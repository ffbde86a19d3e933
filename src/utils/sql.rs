/// 转义 LIKE 模式中的通配符
pub fn escape_like_pattern(input: &str) -> String {
    let mut escaped = String::with_capacity(input.len());
    for c in input.chars() {
        if matches!(c, '%' | '_' | '\\') {
            escaped.push('\\');
        }
        escaped.push(c);
    }
    escaped
}

#[cfg(test)]
mod tests {
    use super::*;

    #[test]
    fn test_escape_like_pattern() {
        assert_eq!(escape_like_pattern("rs_2026%"), r"rs\_2026\%");
        assert_eq!(escape_like_pattern("plain"), "plain");
    }
}
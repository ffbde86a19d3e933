use actix_web::{HttpRequest, HttpResponse, Result as ActixResult};

use super::{CourseService, load_course, load_user_by_github_id, stats::invalidate_stats};
use crate::cache::ObjectCache;
use crate::errors::{CourseAppError, Result};
use crate::models::{
    ApiResponse, ErrorCode,
    courses::{entities::Mentor, requests::AddMentorRequest, responses::MentorListResponse},
    users::entities::User,
};
use crate::services::{require_admin, session_user};
use crate::storage::Storage;
use crate::utils::{error_response, error_response_with};

const DEFAULT_MAX_STUDENTS: i32 = 2;

pub async fn add_mentor(
    storage: &dyn Storage,
    cache: Option<&dyn ObjectCache>,
    user: &User,
    course_id: i64,
    req: AddMentorRequest,
) -> Result<Mentor> {
    require_admin(user)?;
    load_course(storage, course_id).await?;

    let max_students = req.max_students.unwrap_or(DEFAULT_MAX_STUDENTS);
    if max_students < 1 {
        return Err(CourseAppError::validation("max_students must be at least 1"));
    }

    let github_id = req.github_id.trim();
    if storage
        .get_mentor_by_github_id(course_id, github_id)
        .await?
        .is_some()
    {
        return Err(CourseAppError::conflict(format!(
            "{github_id} is already a mentor of this course"
        )));
    }
    let mentor_user = load_user_by_github_id(storage, github_id).await?;

    let mentor = storage
        .add_mentor(course_id, mentor_user.id, max_students)
        .await?;
    invalidate_stats(cache, course_id).await;
    Ok(mentor)
}

pub async fn handle_add_mentor(
    service: &CourseService,
    course_id: i64,
    req: AddMentorRequest,
    request: &HttpRequest,
) -> ActixResult<HttpResponse> {
    let storage = service.get_storage(request);
    let cache = service.get_cache(request);

    let result = async {
        let user = session_user(request)?;
        add_mentor(storage.as_ref(), cache.as_deref(), &user, course_id, req).await
    }
    .await;

    match result {
        Ok(mentor) => Ok(HttpResponse::Created().json(ApiResponse::success(mentor, "Mentor added"))),
        Err(e @ CourseAppError::Conflict(_)) => {
            Ok(error_response_with(&e, ErrorCode::MentorAlreadyExists))
        }
        Err(e) => Ok(error_response(&e)),
    }
}

pub async fn handle_list_mentors(
    service: &CourseService,
    course_id: i64,
    request: &HttpRequest,
) -> ActixResult<HttpResponse> {
    let storage = service.get_storage(request);

    let result = async {
        load_course(storage.as_ref(), course_id).await?;
        storage.list_course_mentors(course_id).await
    }
    .await;

    match result {
        Ok(items) => Ok(HttpResponse::Ok().json(ApiResponse::success(
            MentorListResponse { items },
            "Success",
        ))),
        Err(e @ CourseAppError::NotFound(_)) => {
            Ok(error_response_with(&e, ErrorCode::CourseNotFound))
        }
        Err(e) => Ok(error_response(&e)),
    }
}
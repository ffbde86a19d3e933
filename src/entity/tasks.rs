//! 任务实体

use sea_orm::entity::prelude::*;

#[derive(Clone, Debug, PartialEq, DeriveEntityModel)]
#[sea_orm(table_name = "tasks")]
pub struct Model {
    #[sea_orm(primary_key)]
    pub id: i64,
    pub name: String,
    pub description_url: Option<String>,
    pub created_at: i64,
}

#[derive(Copy, Clone, Debug, EnumIter, DeriveRelation)]
pub enum Relation {
    #[sea_orm(has_many = "super::course_tasks::Entity")]
    CourseTasks,
}

impl Related<super::course_tasks::Entity> for Entity {
    fn to() -> RelationDef {
        Relation::CourseTasks.def()
    }
}

impl ActiveModelBehavior for ActiveModel {}

impl Model {
    pub fn into_task(self) -> crate::models::tasks::entities::Task {
        use crate::models::tasks::entities::Task;

        Task {
            id: self.id,
            name: self.name,
            description_url: self.description_url,
            created_at: super::timestamp_to_datetime(self.created_at),
        }
    }
}
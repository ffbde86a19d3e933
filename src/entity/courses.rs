//! 课程实体

use sea_orm::entity::prelude::*;

#[derive(Clone, Debug, PartialEq, DeriveEntityModel)]
#[sea_orm(table_name = "courses")]
pub struct Model {
    #[sea_orm(primary_key)]
    pub id: i64,
    pub name: String,
    #[sea_orm(unique)]
    pub alias: String,
    #[sea_orm(column_type = "Text", nullable)]
    pub description: Option<String>,
    pub completed: bool,
    pub created_at: i64,
    pub updated_at: i64,
}

#[derive(Copy, Clone, Debug, EnumIter, DeriveRelation)]
pub enum Relation {
    #[sea_orm(has_many = "super::students::Entity")]
    Students,
    #[sea_orm(has_many = "super::mentors::Entity")]
    Mentors,
    #[sea_orm(has_many = "super::course_tasks::Entity")]
    CourseTasks,
}

impl Related<super::students::Entity> for Entity {
    fn to() -> RelationDef {
        Relation::Students.def()
    }
}

impl Related<super::mentors::Entity> for Entity {
    fn to() -> RelationDef {
        Relation::Mentors.def()
    }
}

impl Related<super::course_tasks::Entity> for Entity {
    fn to() -> RelationDef {
        Relation::CourseTasks.def()
    }
}

impl ActiveModelBehavior for ActiveModel {}

impl Model {
    pub fn into_course(self) -> crate::models::courses::entities::Course {
        use crate::models::courses::entities::Course;

        Course {
            id: self.id,
            name: self.name,
            alias: self.alias,
            description: self.description,
            completed: self.completed,
            created_at: super::timestamp_to_datetime(self.created_at),
            updated_at: super::timestamp_to_datetime(self.updated_at),
        }
    }
}
use std::time::Duration;

use async_trait::async_trait;
use moka::{Expiry, future::Cache};
use tracing::debug;

use crate::cache::{CacheResult, ObjectCache};
use crate::config::AppConfig;
use crate::declare_object_cache_plugin;

declare_object_cache_plugin!("moka", MokaCacheWrapper);

#[derive(Clone)]
struct Entry {
    value: String,
    ttl: Duration,
}

// 每个条目按写入时给定的 TTL 过期
struct PerEntryExpiry;

impl Expiry<String, Entry> for PerEntryExpiry {
    fn expire_after_create(
        &self,
        _key: &String,
        value: &Entry,
        _created_at: std::time::Instant,
    ) -> Option<Duration> {
        Some(value.ttl)
    }
}

pub struct MokaCacheWrapper {
    inner: Cache<String, Entry>,
    default_ttl: u64,
}

impl MokaCacheWrapper {
    pub fn new() -> Result<Self, String> {
        let config = AppConfig::get();
        Ok(Self::with_settings(
            config.cache.memory.max_capacity,
            config.cache.default_ttl,
        ))
    }

    pub fn with_settings(max_capacity: u64, default_ttl: u64) -> Self {
        let inner = Cache::builder()
            .max_capacity(max_capacity)
            .expire_after(PerEntryExpiry)
            .build();

        debug!(
            "MokaCacheWrapper initialized with max capacity: {}, default TTL: {}s",
            max_capacity, default_ttl
        );
        Self { inner, default_ttl }
    }
}

#[async_trait]
impl ObjectCache for MokaCacheWrapper {
    async fn get_raw(&self, key: &str) -> CacheResult<String> {
        match self.inner.get(key).await {
            Some(entry) => CacheResult::Found(entry.value),
            None => {
                debug!("Key not found in cache: {}", key);
                CacheResult::NotFound
            }
        }
    }

    async fn insert_raw(&self, key: String, value: String, ttl: u64) {
        let ttl = if ttl == 0 { self.default_ttl } else { ttl };
        self.inner
            .insert(
                key,
                Entry {
                    value,
                    ttl: Duration::from_secs(ttl),
                },
            )
            .await;
    }

    async fn remove(&self, key: &str) {
        self.inner.invalidate(key).await;
    }

    async fn invalidate_all(&self) {
        self.inner.invalidate_all();
    }
}
use serde::Deserialize;
use ts_rs::TS;

#[derive(Debug, Deserialize, TS)]
#[ts(export, export_to = "../dashboard/src/types/generated/cross_check.ts")]
pub struct SaveSolutionRequest {
    pub url: String,
}

/// 评分请求
///
/// score 接受数字或数字字符串，解析在服务层完成
#[derive(Debug, Deserialize, TS)]
#[ts(export, export_to = "../dashboard/src/types/generated/cross_check.ts")]
pub struct CrossCheckResultRequest {
    #[serde(default)]
    #[ts(type = "number | string | null")]
    pub score: Option<serde_json::Value>,
    /// 缺省或 null 时按空评语处理
    #[serde(default)]
    pub comment: Option<String>,
}

/// `/courses/{course_id}/tasks/{course_task_id}/cross-check/...`
#[derive(Debug, Deserialize)]
pub struct CourseTaskPath {
    pub course_id: i64,
    pub course_task_id: i64,
}

/// `/courses/{course_id}/tasks/{course_task_id}/students/{github_id}/cross-check/...`
#[derive(Debug, Deserialize)]
pub struct StudentTaskPath {
    pub course_id: i64,
    pub course_task_id: i64,
    pub github_id: String,
}

#[cfg(test)]
mod tests {
    use super::*;

    #[test]
    fn test_result_request_accepts_null_comment() {
        let req: CrossCheckResultRequest =
            serde_json::from_str(r#"{"score": 7, "comment": null}"#).unwrap();
        assert_eq!(req.comment, None);

        let req: CrossCheckResultRequest = serde_json::from_str(r#"{"score": "7"}"#).unwrap();
        assert_eq!(req.comment, None);

        let req: CrossCheckResultRequest =
            serde_json::from_str(r#"{"score": 7, "comment": "fine"}"#).unwrap();
        assert_eq!(req.comment.as_deref(), Some("fine"));
    }
}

:::::

From the data above, show each line that contains "return".

Solution for this exercise:
        return Err(CourseAppError::validation("max_students must be at least 1"));
        return Err(CourseAppError::conflict(format!(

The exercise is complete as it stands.